Thursday May 8th 2008, Author: James Boyd, Location: United Kingdom

This article continues on from part 1 published yesterday...

The upshot of the research was that the foiled boat proved faster than water ballast from 16 knots upwards and faster than the canting keeler at 20 knots and above. Bare in mind there are few occasions the boat will be sailing at less than 15 knots and these figures are also highly conservative. “You go back and look at all the rest of the figures and you can revise that down pretty quickly,” explains Welbourn. “The scale effects on foils we learned a lot about that on the tandem keeler with GBR. In the tank that was a rocketship uphill and slow downhill. And CFD said ‘we think it is going to be quick downhill as well’ . On the water it was the same at best uphill and it was a rocketship downhill. So the tank was completely wrong. This comes back to the scaling of relatively small foils working in tank conditions. So armed with that data you can come back and make your own assumptions on this. If it says we have a crossover at some point you knew it was going to be significantly lower.”

From here the team took a step even closer to the real world when they went down to Brisbane, Australia and fitted a foil to one side of a Boatspeed 23. “We built an overlength foil to give it some separation and get it down into the water where it should be," Welbourn continues. "It was just great - we went out in 11-12 knots. We were doing 9 knots with the foil out of the water. We tacked on to the foil and suddenly we were doing 12 knots.”



Because the foil was overlength it was adding too much lift to the extent that on the non-foil tack they would sit out on racks, while on the foil tack they would have to sit in. “We finally got a 12-13 knot puff and the boat accelerated past the chase boat and the GPS had us going past 16 knots and then it ripped off! The chase boat saw clear air under the hull at that point!”

Welbourn is at pains to point out that the DSS is not designed to create a flying boat (although that may be another evolution some way into the future).

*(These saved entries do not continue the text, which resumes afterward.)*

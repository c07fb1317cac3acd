//! Pure formatting of version information into display strings

pub mod tag;
pub mod user;
pub mod version;

pub use tag::TagFormatter;
pub use user::UserFormatter;
pub use version::VersionFormatter;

This would produce a wealth of additional problems to solve such as longitudinal trim and how to steer the thing... The DSS, as it is today, is attempting solve the dynamic stability issue of yachts and not create a Moth or L’Hydroptere. Welbourn is keen that it be simplicity itself, a ‘no brainer’ for people to fit it. “What we are trying to do is to get a signficant effect out of it, so all the instance angles effects, they are all controlled by the initial set-up on the boat and how the boat works around it. So it is fit and forget and if it breaks you still have a normal boat underneath you.”

Since then the foils have also been incorporated into a Welbourn-penned Open 40 originally destined for last year’s doublehanded Melbourne-Osaka race. While this build went ahead, the project was strapped for cash and the boat missed the race. The new Kamikazi has water ballast, as well as wings, but came out at just 4 tonnes despite being built in glass and foam. So far her top speed has been 24 knots...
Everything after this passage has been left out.